#### DATASET RECORDS ####
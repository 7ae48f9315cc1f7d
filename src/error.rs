use std::path::PathBuf;
use thiserror::Error;

/// The main error type for detprep operations.
#[derive(Debug, Error)]
pub enum DetprepError {
    #[error("IO error: {0}")]
    Io(#[from] std::io::Error),

    #[error("IO error at {path}: {source}")]
    PathIo {
        path: PathBuf,
        #[source]
        source: std::io::Error,
    },

    #[error("Failed to parse label map JSON from {path}: {source}")]
    LabelMapParse {
        path: PathBuf,
        #[source]
        source: serde_json::Error,
    },

    #[error("Failed to parse COCO JSON from {path}: {source}")]
    CocoJsonParse {
        path: PathBuf,
        #[source]
        source: serde_json::Error,
    },

    #[error("Failed to write JSON to {path}: {source}")]
    JsonWrite {
        path: PathBuf,
        #[source]
        source: serde_json::Error,
    },

    #[error("Failed to parse box CSV from {path}: {source}")]
    BoxCsvParse {
        path: PathBuf,
        #[source]
        source: csv::Error,
    },

    #[error("Failed to write box CSV to {path}: {source}")]
    BoxCsvWrite {
        path: PathBuf,
        #[source]
        source: csv::Error,
    },

    #[error("Failed to parse dataset YAML from {path}: {source}")]
    DataYamlParse {
        path: PathBuf,
        #[source]
        source: serde_yaml::Error,
    },

    #[error("Failed to write dataset YAML to {path}: {source}")]
    DataYamlWrite {
        path: PathBuf,
        #[source]
        source: serde_yaml::Error,
    },

    #[error("Failed to read image dimensions from {path}: {source}")]
    ImageDimensionRead {
        path: PathBuf,
        #[source]
        source: imagesize::ImageError,
    },

    #[error("Invalid dataset layout at {path}: {message}")]
    LayoutInvalid { path: PathBuf, message: String },

    #[error("Run finished with {failures} failed item(s)")]
    RunFailed { failures: usize },
}

impl DetprepError {
    /// Wraps an IO error with the path it happened on.
    pub(crate) fn io_at(path: impl Into<PathBuf>) -> impl FnOnce(std::io::Error) -> Self {
        let path = path.into();
        move |source| DetprepError::PathIo { path, source }
    }
}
####
» EXERCISE PROMPT: Within the data above, how many lines include "message"? The number alone is the answer.

» WRITTEN SOLUTION: 2